The TabPRO battery packs a capacity of 4,800 mAh, slightly better than the 4,600 mAh battery on the G Pad. The TabPRO lasted for 7 hours of continuous video watching. In the case of the LG tablet, watching videos on YouTube had the battery running low after just 6 hours, however it charged quite rapidly, full after only 30 minutes. After the update to Android 4.4 KitKat, the battery life improved significantly.
Another key difference and plus about the TabPRO is that it has a model that allows mobile data usage, as opposed to the G Pad which only allows internet connection via Wi-Fi.

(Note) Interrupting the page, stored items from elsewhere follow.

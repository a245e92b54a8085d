//! Parsed events: envelope decoding, hash validation, construction.

use crate::ports::outbound::EventSigner;
use shared_types::{Envelope, EventPayload, Hash, StreamError, StreamPayload};

/// An envelope together with its decoded payload and validated hash.
///
/// Parsing checks structure and hash only; signature verification is the
/// admission boundary's job (the `EventVerifier` port).
#[derive(Debug, Clone, PartialEq, Eq)]
pub struct ParsedEvent {
    /// The original wire envelope.
    pub envelope: Envelope,
    /// The decoded signed content.
    pub event: EventPayload,
    /// The envelope hash (equals SHA-256 of the payload bytes).
    pub hash: Hash,
}

impl ParsedEvent {
    /// Decode and validate an envelope.
    pub fn parse(envelope: &Envelope) -> Result<Self, StreamError> {
        let computed = Envelope::compute_hash(&envelope.payload);
        if computed != envelope.hash {
            return Err(StreamError::InvalidEvent(
                "envelope hash does not match payload".into(),
            ));
        }
        let event: EventPayload = bincode::deserialize(&envelope.payload)
            .map_err(|e| StreamError::InvalidEvent(format!("undecodable payload: {e}")))?;
        Ok(Self {
            envelope: envelope.clone(),
            event,
            hash: computed,
        })
    }

    /// The domain payload.
    pub fn payload(&self) -> &StreamPayload {
        &self.event.payload
    }

    /// The miniblock this event is anchored to.
    pub fn prev_miniblock_hash(&self) -> Hash {
        self.event.prev_miniblock_hash
    }
}

/// Serialize an envelope for storage.
pub fn encode_envelope(envelope: &Envelope) -> Result<Vec<u8>, StreamError> {
    bincode::serialize(envelope)
        .map_err(|e| StreamError::InvalidEvent(format!("unserializable envelope: {e}")))
}

/// Deserialize an envelope from storage bytes.
pub fn decode_envelope(bytes: &[u8]) -> Result<Envelope, StreamError> {
    bincode::deserialize(bytes)
        .map_err(|e| StreamError::InvalidEvent(format!("undecodable envelope: {e}")))
}

/// Build and sign a new event envelope.
pub fn make_envelope(
    signer: &dyn EventSigner,
    event: EventPayload,
) -> Result<ParsedEvent, StreamError> {
    let payload = bincode::serialize(&event)
        .map_err(|e| StreamError::InvalidEvent(format!("unserializable payload: {e}")))?;
    let hash = Envelope::compute_hash(&payload);
    let signature = signer.sign(&payload)?;
    Ok(ParsedEvent {
        envelope: Envelope {
            hash,
            signature,
            payload,
        },
        event,
        hash,
    })
}
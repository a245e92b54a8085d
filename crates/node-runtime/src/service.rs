//! The node's service surface.
//!
//! Transport-independent semantics of every operation the node exposes;
//! the HTTP adapter is a thin mapping on top. Calls for streams this
//! node does not replicate walk the stream's replica set through the
//! forwarding port, skipping unreachable peers.

use rill_events::domain::{MiniblockInfo, ParsedEvent};
use rill_events::{MiniblockProducer, MiniblockRef, StreamCache};
use rill_sync::{NodeForwarder, SyncHandler};
use shared_types::{
    short_hex, Envelope, Hash, Miniblock, RegistryError, StreamAndCookie, StreamError, StreamId,
    StreamPayload, StreamRecord, SyncCookie, SyncError, SyncStreamsResponse, ZERO_HASH,
};
use std::sync::Arc;
use std::time::{SystemTime, UNIX_EPOCH};
use tokio::sync::mpsc;
use tracing::{info, warn};

/// The node: engine cache, sync sessions, producer, and forwarding.
pub struct StreamService {
    cache: Arc<StreamCache>,
    sync: Arc<SyncHandler>,
    producer: Arc<MiniblockProducer>,
    forwarder: Arc<dyn NodeForwarder>,
}

impl StreamService {
    pub fn new(
        cache: Arc<StreamCache>,
        sync: Arc<SyncHandler>,
        producer: Arc<MiniblockProducer>,
        forwarder: Arc<dyn NodeForwarder>,
    ) -> Self {
        Self {
            cache,
            sync,
            producer,
            forwarder,
        }
    }

    /// This node's address.
    pub fn local_addr(&self) -> shared_types::Address {
        self.cache.params().local_addr()
    }

    /// The engine cache, for maintenance tasks.
    pub fn cache(&self) -> &Arc<StreamCache> {
        &self.cache
    }

    /// Create a stream from its inception events.
    ///
    /// The first event must be an inception whose stream id matches the
    /// request; every event must be signed, anchored to the zero hash,
    /// and is sealed into the genesis miniblock. The registry picks the
    /// replica set; when this node is not in it, the call is served by
    /// fetching the stream back from a replica.
    pub async fn create_stream(
        &self,
        events: Vec<Envelope>,
        stream_id: StreamId,
    ) -> Result<StreamAndCookie, StreamError> {
        if events.is_empty() {
            return Err(StreamError::InvalidRequest(
                "create_stream requires at least the inception event".into(),
            ));
        }

        let params = self.cache.params();
        let mut parsed = Vec::with_capacity(events.len());
        for envelope in &events {
            let event = ParsedEvent::parse(envelope)?;
            params.verifier.verify(&event)?;
            if event.prev_miniblock_hash() != ZERO_HASH {
                return Err(StreamError::InvalidRequest(
                    "genesis events must anchor to the zero hash".into(),
                ));
            }
            parsed.push(event);
        }

        match parsed[0].payload() {
            StreamPayload::Inception(inception) if inception.stream_id == stream_id => {}
            StreamPayload::Inception(inception) => {
                return Err(StreamError::InvalidRequest(format!(
                    "inception is for stream {}, request names {}",
                    inception.stream_id, stream_id
                )));
            }
            _ => {
                return Err(StreamError::InvalidRequest(
                    "first event of a new stream must be an inception".into(),
                ));
            }
        }

        let genesis = MiniblockInfo::make_genesis(params.signer.as_ref(), &parsed, now_ms())?;
        let record = params
            .registry
            .allocate_stream(stream_id, genesis.hash, genesis.to_bytes()?)
            .await?;
        info!(stream_id = %stream_id, nodes = record.nodes.len(), "stream created");

        if record.is_local(self.local_addr()) {
            let view = self.cache.get_stream(stream_id).get_view().await?;
            Ok(view.stream_and_cookie_reset(self.local_addr()))
        } else {
            self.forward_get_stream(&record).await
        }
    }

    /// Current state of a stream. `None` iff `optional` and the stream
    /// was never allocated.
    pub async fn get_stream(
        &self,
        stream_id: StreamId,
        optional: bool,
    ) -> Result<Option<StreamAndCookie>, StreamError> {
        let record = match self.cache.params().registry.get_stream(stream_id).await {
            Ok(record) => record,
            Err(RegistryError::NotFound) if optional => return Ok(None),
            Err(err) => return Err(err.into()),
        };

        if record.is_local(self.local_addr()) {
            let view = self.cache.get_stream(stream_id).get_view().await?;
            Ok(Some(view.stream_and_cookie_reset(self.local_addr())))
        } else {
            self.forward_get_stream(&record).await.map(Some)
        }
    }

    /// Historical miniblocks `[from, to)` plus the terminus flag.
    pub async fn get_miniblocks(
        &self,
        stream_id: StreamId,
        from_inclusive: u64,
        to_exclusive: u64,
    ) -> Result<(Vec<Miniblock>, bool), StreamError> {
        self.cache
            .get_stream(stream_id)
            .get_miniblocks(from_inclusive, to_exclusive)
            .await
    }

    /// Hash and number of the stream's last sealed miniblock.
    pub async fn get_last_miniblock_hash(
        &self,
        stream_id: StreamId,
    ) -> Result<(Hash, u64), StreamError> {
        let view = self.cache.get_stream(stream_id).get_view().await?;
        let last = view.last_block();
        Ok((last.hash, last.num))
    }

    /// Admit an event. With `optional`, admission failures come back in
    /// the response body instead of failing the call.
    pub async fn add_event(
        &self,
        stream_id: StreamId,
        envelope: &Envelope,
        optional: bool,
    ) -> Result<Option<String>, StreamError> {
        let result = self.add_event_inner(stream_id, envelope).await;
        match result {
            Ok(()) => Ok(None),
            Err(err) if optional => Ok(Some(err.to_string())),
            Err(err) => Err(err),
        }
    }

    async fn add_event_inner(
        &self,
        stream_id: StreamId,
        envelope: &Envelope,
    ) -> Result<(), StreamError> {
        let record = self.cache.params().registry.get_stream(stream_id).await?;
        if record.is_local(self.local_addr()) {
            let event = ParsedEvent::parse(envelope)?;
            return self.cache.get_stream(stream_id).add_event(&event).await;
        }

        let mut last_err = StreamError::Transient("stream has no replicas".into());
        for node in replicas_excluding(&record, self.local_addr()) {
            match self.forwarder.add_event(node, stream_id, envelope).await {
                Ok(()) => return Ok(()),
                Err(StreamError::Transient(reason)) => {
                    warn!(stream_id = %stream_id, node = %short_hex(&node), reason, "replica unreachable, trying next");
                    last_err = StreamError::Transient(reason);
                }
                Err(err) => return Err(err),
            }
        }
        Err(last_err)
    }

    /// Open a sync session over `initial_cookies`.
    pub async fn sync_streams(
        &self,
        initial_cookies: Vec<SyncCookie>,
    ) -> Result<(String, mpsc::Receiver<SyncStreamsResponse>), SyncError> {
        self.sync.sync_streams(initial_cookies).await
    }

    /// Add a stream to a live sync session.
    pub async fn add_stream_to_sync(
        &self,
        sync_id: &str,
        cookie: SyncCookie,
    ) -> Result<(), SyncError> {
        self.sync.add_stream_to_sync(sync_id, cookie).await
    }

    /// Remove a stream from a live sync session.
    pub async fn remove_stream_from_sync(
        &self,
        sync_id: &str,
        stream_id: StreamId,
    ) -> Result<(), SyncError> {
        self.sync.remove_stream_from_sync(sync_id, stream_id).await
    }

    /// Cancel a sync session.
    pub async fn cancel_sync(&self, sync_id: &str) -> Result<(), SyncError> {
        self.sync.cancel_sync(sync_id).await
    }

    /// Enqueue a pong on a sync session.
    pub fn ping_sync(&self, sync_id: &str, nonce: &str) -> Result<(), SyncError> {
        self.sync.ping_sync(sync_id, nonce)
    }

    /// Debug/info surface. With no tokens it echoes liveness; known
    /// token forms:
    ///
    /// - `make_miniblock <streamId> <forceSnapshot> [lastKnownNum]`
    /// - `drop_stream <syncId> <streamId>`
    pub async fn info(&self, debug: Vec<String>) -> Result<String, StreamError> {
        let Some(token) = debug.first() else {
            return Ok("rill node is healthy".to_string());
        };

        match token.as_str() {
            "make_miniblock" => {
                let stream_id = parse_stream_id(debug.get(1))?;
                let force_snapshot = debug
                    .get(2)
                    .map(|v| v == "true" || v == "1")
                    .unwrap_or(false);
                let last_known_num = match debug.get(3) {
                    Some(raw) => Some(raw.parse::<u64>().map_err(|_| {
                        StreamError::InvalidRequest(format!("bad lastKnownNum: {raw}"))
                    })?),
                    None => None,
                };

                let made = self
                    .producer
                    .make_miniblock(stream_id, force_snapshot, last_known_num)
                    .await?;
                Ok(match made {
                    Some(MiniblockRef { hash, num }) => {
                        format!("made miniblock {num} {}", short_hex(&hash))
                    }
                    None => "no miniblock made".to_string(),
                })
            }
            "drop_stream" => {
                let sync_id = debug.get(1).ok_or_else(|| {
                    StreamError::InvalidRequest("drop_stream requires a sync id".into())
                })?;
                let stream_id = parse_stream_id(debug.get(2))?;
                self.sync
                    .debug_drop_stream(sync_id, stream_id)
                    .map_err(|e| StreamError::InvalidRequest(e.to_string()))?;
                Ok(format!("dropped stream {stream_id} from sync {sync_id}"))
            }
            other => Err(StreamError::InvalidRequest(format!(
                "unknown debug token: {other}"
            ))),
        }
    }

    async fn forward_get_stream(
        &self,
        record: &StreamRecord,
    ) -> Result<StreamAndCookie, StreamError> {
        let mut last_err = StreamError::Transient("stream has no replicas".into());
        for node in replicas_excluding(record, self.local_addr()) {
            match self.forwarder.get_stream(node, record.stream_id).await {
                Ok(stream) => return Ok(stream),
                Err(StreamError::Transient(reason)) => {
                    warn!(
                        stream_id = %record.stream_id,
                        node = %short_hex(&node),
                        reason,
                        "replica unreachable, trying next"
                    );
                    last_err = StreamError::Transient(reason);
                }
                Err(err) => return Err(err),
            }
        }
        Err(last_err)
    }
}

fn replicas_excluding(
    record: &StreamRecord,
    local: shared_types::Address,
) -> impl Iterator<Item = shared_types::Address> + '_ {
    record.nodes.iter().copied().filter(move |n| *n != local)
}

fn parse_stream_id(raw: Option<&String>) -> Result<StreamId, StreamError> {
    let raw = raw.ok_or_else(|| StreamError::InvalidRequest("missing stream id".into()))?;
    StreamId::from_hex(raw)
        .ok_or_else(|| StreamError::InvalidRequest(format!("bad stream id: {raw}")))
}

fn now_ms() -> u64 {
    SystemTime::now()
        .duration_since(UNIX_EPOCH)
        .unwrap_or_default()
        .as_millis() as u64
}
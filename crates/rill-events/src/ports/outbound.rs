//! Outbound ports (driven ports): durable storage, the chain registry,
//! and the node's signing identity.
//!
//! These are the interfaces the engine requires the host application to
//! implement. In-memory implementations live in `crate::adapters`.

use async_trait::async_trait;
use shared_types::{
    Address, Hash, RegistryError, Signature, StorageError, StreamError, StreamId, StreamRecord,
};

use crate::domain::ParsedEvent;

/// Stream state as read from durable storage: a contiguous run of
/// miniblocks ending at the tip (starting at or before the last
/// snapshot) plus the current minipool.
#[derive(Debug, Clone, Default)]
pub struct StreamSnapshotData {
    /// Number of the first returned miniblock.
    pub start_miniblock_num: u64,
    /// Serialized miniblocks, contiguous, ending at the stream tip.
    pub miniblocks: Vec<Vec<u8>>,
    /// Serialized minipool envelopes of the current generation, in slot
    /// order.
    pub minipool: Vec<Vec<u8>>,
}

/// Durable per-stream storage.
///
/// Layout contract: sealed miniblocks are keyed by `(stream, num)`,
/// minipool events by `(stream, generation, slot)`, candidates by
/// `(stream, num, hash)`.
#[async_trait]
pub trait StreamStorage: Send + Sync {
    /// Read the stream from its last snapshot (plus up to
    /// `num_preceding` earlier blocks) through the tip, with the current
    /// minipool.
    async fn read_stream_from_last_snapshot(
        &self,
        stream_id: StreamId,
        num_preceding: usize,
    ) -> Result<StreamSnapshotData, StorageError>;

    /// Durably admit one minipool event at `(generation, slot)`.
    async fn write_event(
        &self,
        stream_id: StreamId,
        generation: u64,
        slot: u64,
        envelope: &[u8],
    ) -> Result<(), StorageError>;

    /// Read serialized miniblocks `[from_inclusive, to_exclusive)`.
    /// Returns the available prefix when the range reaches past the tip.
    async fn read_miniblocks(
        &self,
        stream_id: StreamId,
        from_inclusive: u64,
        to_exclusive: u64,
    ) -> Result<Vec<Vec<u8>>, StorageError>;

    /// Durably store a candidate keyed by `(num, hash)`.
    async fn write_block_proposal(
        &self,
        stream_id: StreamId,
        hash: Hash,
        num: u64,
        data: Vec<u8>,
    ) -> Result<(), StorageError>;

    /// Read back a candidate written by `write_block_proposal`.
    async fn read_miniblock_candidate(
        &self,
        stream_id: StreamId,
        hash: Hash,
        num: u64,
    ) -> Result<Vec<u8>, StorageError>;

    /// Atomically install the candidate `(prev_generation, hash)` as a
    /// sealed miniblock, drop the consumed minipool events of
    /// `prev_generation`, and write `residual_minipool` as the new
    /// generation's slots.
    async fn promote_block(
        &self,
        stream_id: StreamId,
        prev_generation: u64,
        hash: Hash,
        has_snapshot: bool,
        residual_minipool: Vec<Vec<u8>>,
    ) -> Result<(), StorageError>;

    /// Initialize storage for a new stream with its serialized genesis
    /// miniblock.
    async fn create_stream_storage(
        &self,
        stream_id: StreamId,
        genesis: &[u8],
    ) -> Result<(), StorageError>;
}

/// The chain registry: authority on stream allocation and node sets.
#[async_trait]
pub trait StreamRegistry: Send + Sync {
    /// The record for an allocated stream.
    async fn get_stream(&self, stream_id: StreamId) -> Result<StreamRecord, RegistryError>;

    /// The record plus the serialized genesis miniblock, used to
    /// bootstrap local storage on first access.
    async fn get_stream_with_genesis(
        &self,
        stream_id: StreamId,
    ) -> Result<(StreamRecord, Vec<u8>), RegistryError>;

    /// Allocate a stream: pick its replica set and register the genesis
    /// miniblock.
    async fn allocate_stream(
        &self,
        stream_id: StreamId,
        genesis_hash: Hash,
        genesis: Vec<u8>,
    ) -> Result<StreamRecord, RegistryError>;
}

/// The node's signing identity, used for miniblock header events.
pub trait EventSigner: Send + Sync {
    /// This node's address.
    fn address(&self) -> Address;

    /// Produce a recoverable signature over serialized payload bytes.
    fn sign(&self, payload: &[u8]) -> Result<Signature, StreamError>;
}

/// Signature verification for events arriving at the admission boundary.
pub trait EventVerifier: Send + Sync {
    /// Verify that the event's signature recovers to its declared
    /// creator.
    fn verify(&self, event: &ParsedEvent) -> Result<(), StreamError>;
}
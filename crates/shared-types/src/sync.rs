//! # Sync Cursors and Update Messages
//!
//! The resumable cursor (`SyncCookie`), the per-stream update unit
//! (`StreamAndCookie`), and the session-level response envelope
//! (`SyncStreamsResponse`) tagged by `SyncOp`.

use crate::entities::{Address, Hash, StreamId};
use crate::envelope::{Envelope, Miniblock};
use serde::{Deserialize, Serialize};

/// Opaque resumable cursor: "the next event this client expects is slot
/// `minipool_slot` of generation `minipool_gen` on this node".
///
/// Generation and slot are signed on the wire so a malformed (negative)
/// cursor is representable and can be rejected rather than silently
/// wrapped.
#[derive(Debug, Clone, PartialEq, Eq, Serialize, Deserialize)]
pub struct SyncCookie {
    /// The node this cookie was minted by.
    pub node_address: Address,
    /// The stream this cookie points into.
    pub stream_id: StreamId,
    /// Minipool generation (= next miniblock number) at mint time.
    pub minipool_gen: i64,
    /// Next expected minipool slot.
    pub minipool_slot: i64,
    /// Hash of the last sealed miniblock at mint time.
    pub prev_miniblock_hash: Hash,
}

/// One stream's incremental update: new envelopes plus the cookie to
/// resume from. On a sync reset it additionally carries the miniblocks
/// from the last snapshot.
#[derive(Debug, Clone, PartialEq, Eq, Serialize, Deserialize)]
pub struct StreamAndCookie {
    /// New envelopes in stream order (possibly empty, so the client
    /// knows it is up to date).
    pub events: Vec<Envelope>,
    /// Cursor to resume from after consuming `events`.
    pub next_sync_cookie: SyncCookie,
    /// Populated only when `sync_reset` is set: all miniblocks from the
    /// last snapshot.
    pub miniblocks: Vec<Miniblock>,
    /// True when the client's cookie could not be resolved and this
    /// update restates everything since the last snapshot.
    pub sync_reset: bool,
}

/// Tag for messages emitted on a sync session.
#[derive(Debug, Clone, Copy, PartialEq, Eq, Serialize, Deserialize)]
pub enum SyncOp {
    /// First message of a session; carries the sync id.
    New,
    /// Incremental update for one stream.
    Update,
    /// Updates for a stream are interrupted; at most once consecutively
    /// per stream.
    Down,
    /// Echo of a ping nonce.
    Pong,
    /// Terminal message; the session queue is closed afterwards.
    Close,
}

/// One message on the server stream of a sync session.
#[derive(Debug, Clone, PartialEq, Eq, Serialize, Deserialize)]
pub struct SyncStreamsResponse {
    /// Session this message belongs to.
    pub sync_id: String,
    /// Message tag; decides which optional fields are set.
    pub op: SyncOp,
    /// Set on `Update`.
    pub stream: Option<StreamAndCookie>,
    /// Set on `Down`.
    pub stream_id: Option<StreamId>,
    /// Set on `Pong`.
    pub pong_nonce: Option<String>,
}

impl SyncStreamsResponse {
    /// The session-opening message.
    pub fn new_sync(sync_id: String) -> Self {
        Self {
            sync_id,
            op: SyncOp::New,
            stream: None,
            stream_id: None,
            pong_nonce: None,
        }
    }

    /// An incremental update for one stream.
    pub fn update(sync_id: String, stream: StreamAndCookie) -> Self {
        Self {
            sync_id,
            op: SyncOp::Update,
            stream: Some(stream),
            stream_id: None,
            pong_nonce: None,
        }
    }

    /// A down notice for one stream.
    pub fn down(sync_id: String, stream_id: StreamId) -> Self {
        Self {
            sync_id,
            op: SyncOp::Down,
            stream: None,
            stream_id: Some(stream_id),
            pong_nonce: None,
        }
    }

    /// A pong echoing `nonce`.
    pub fn pong(sync_id: String, nonce: String) -> Self {
        Self {
            sync_id,
            op: SyncOp::Pong,
            stream: None,
            stream_id: None,
            pong_nonce: Some(nonce),
        }
    }

    /// The terminal close message.
    pub fn close(sync_id: String) -> Self {
        Self {
            sync_id,
            op: SyncOp::Close,
            stream: None,
            stream_id: None,
            pong_nonce: None,
        }
    }
}
//! # Node Runtime
//!
//! Wires the stream engine, the sync multiplexer, and the driven-port
//! adapters into one node, and exposes the service surface over HTTP.

pub mod adapters;
pub mod config;
pub mod service;

pub use config::NodeConfig;
pub use service::StreamService;
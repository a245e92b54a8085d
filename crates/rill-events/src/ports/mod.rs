//! Ports of the stream engine: driven dependencies (storage, registry,
//! signing) and the driving subscription interface.

pub mod inbound;
pub mod outbound;

pub use inbound::{next_receiver_id, SyncReceiver};
pub use outbound::{
    EventSigner, EventVerifier, StreamRegistry, StreamSnapshotData, StreamStorage,
};
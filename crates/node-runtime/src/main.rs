//! The rill stream node binary.
//!
//! Single-node development wiring: in-memory storage and registry, the
//! node's own address as the only replica, HTTP surface on the
//! configured port, with the producer and cache-cleanup tickers
//! running in the background.

use anyhow::Context;
use node_runtime::adapters::{http, RecoveringEventVerifier, Secp256k1EventSigner};
use node_runtime::{NodeConfig, StreamService};
use rill_events::adapters::{InMemoryStreamRegistry, InMemoryStreamStorage};
use rill_events::ports::EventSigner;
use rill_events::{EngineParams, MiniblockProducer, StreamCache};
use rill_sync::{SyncHandler, UnreachableForwarder};
use rill_telemetry::{init_telemetry, TelemetryConfig};
use std::net::SocketAddr;
use std::sync::Arc;
use std::time::Duration;
use tracing::info;

#[tokio::main]
async fn main() -> anyhow::Result<()> {
    let telemetry_config = TelemetryConfig::from_env();
    let _telemetry = init_telemetry(&telemetry_config).context("telemetry init failed")?;

    let config = NodeConfig::from_env();
    let signer = Arc::new(
        Secp256k1EventSigner::from_secret_bytes(&config.network.node_secret)
            .map_err(|e| anyhow::anyhow!("bad node secret: {e}"))?,
    );
    info!(
        node = %shared_types::short_hex(&signer.address()),
        rpc_port = config.network.rpc_port,
        "starting rill node"
    );

    let params = Arc::new(EngineParams {
        storage: Arc::new(InMemoryStreamStorage::new()),
        registry: Arc::new(InMemoryStreamRegistry::new(vec![signer.address()], 1)),
        signer,
        verifier: Arc::new(RecoveringEventVerifier),
        config: config.engine_config(),
    });
    let cache = Arc::new(StreamCache::new(params));
    let producer = Arc::new(MiniblockProducer::new(cache.clone()));
    let forwarder = Arc::new(UnreachableForwarder);
    let sync = Arc::new(SyncHandler::new(
        cache.clone(),
        forwarder.clone(),
        config.sync.clone(),
    ));
    let service = Arc::new(StreamService::new(
        cache.clone(),
        sync,
        producer.clone(),
        forwarder,
    ));

    spawn_producer_ticker(producer, config.stream.miniblock_interval);
    spawn_cleanup_ticker(
        cache,
        config.stream.cache_cleanup_interval,
        config.stream.eviction_ttl,
    );

    let router = http::router(service, Duration::from_secs(30));
    let addr = SocketAddr::from(([0, 0, 0, 0], config.network.rpc_port));
    let listener = tokio::net::TcpListener::bind(addr)
        .await
        .with_context(|| format!("failed to bind {addr}"))?;
    info!(%addr, "listening");

    axum::serve(listener, router)
        .with_graceful_shutdown(shutdown_signal())
        .await
        .context("server error")?;

    info!("shut down cleanly");
    Ok(())
}

fn spawn_producer_ticker(producer: Arc<MiniblockProducer>, period: Duration) {
    tokio::spawn(async move {
        let mut interval = tokio::time::interval(period);
        interval.set_missed_tick_behavior(tokio::time::MissedTickBehavior::Skip);
        loop {
            interval.tick().await;
            producer.tick().await;
        }
    });
}

fn spawn_cleanup_ticker(cache: Arc<StreamCache>, period: Duration, ttl: Duration) {
    tokio::spawn(async move {
        let mut interval = tokio::time::interval(period);
        interval.set_missed_tick_behavior(tokio::time::MissedTickBehavior::Skip);
        loop {
            interval.tick().await;
            cache.cleanup_pass(ttl).await;
        }
    });
}

async fn shutdown_signal() {
    if let Err(err) = tokio::signal::ctrl_c().await {
        tracing::error!(error = %err, "failed to listen for shutdown signal");
    }
}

|Samsung Galaxy TabPRO 8.4||LG G Pad 8.3|
|System||Android 4.4.2 + TouchWiz||Android 4.4.2 + Optimus UI|
|Screen||8.4-inch LCD, 2560 x 1600 pixels, 359 ppi||8.3-inch LCD, 1920 x 1080 pixels, 283 ppi|
|Processor||Snapdragon 800 Quad-Core 2.3 GHz||Snapdragon 600 Quad-Core 1.7 GHz|
|RAM||2 GB||2 GB|
|Internal memory||16/32 GB + microSD||16 GB + microSD|
|Battery||4,800 mAh||4,600 mAh|
|Camera||8 MP (rear), 2 MP (front)||5 MP (rear), 1.3 MP (front)|
|Connectivity||HSPA, 4G/LTE (i9505 model), NFC, Bluetooth 4.0||Bluetooth 4.0, USB 2.0, Wi-Fi, GPS, QPair|
|Dimensions||219 x 128.5 x 7.2 mm||
216.8 mm x 126.5 mm x 8.3 mm
|Weight||334-338 g||338 g|
|Price||369 USD (16 GB) on Samsung USA||265.99 USD on Amazon USA|
Though I personally have come to love the Samsung fake leather look, which is of course a matter of taste, in my eye there is no denying that Samsung has mastered the plastic-look: the TabPRO just screams premium. It just feels sexy and is comfortable to hold. The G Pad 8.3 has a fake aluminium shimmer despite also being made of plastic and I would snap a cover over the top of its bland chassis in a heartbeat. Design put aside, though the TapPRO slightly outperforms the G Pad in most areas, the matter of price is for many a deciding factor. The very competitive and attractive price for the G Pad of around 265 USD makes it a winner in terms of price/performance ratio. The TabPRO in comparison was originally sold for 399 USD (16 GB) but has since been reduced to 370 USD. If you are looking for an almost perfect tablet with an awesome viewing format and great multitasking features, go for the Samsung tablet. If you are a zen person who won’t flip out because of a few lags here or there, try the G Pad, whose functionality, display and price, make it an Android winner.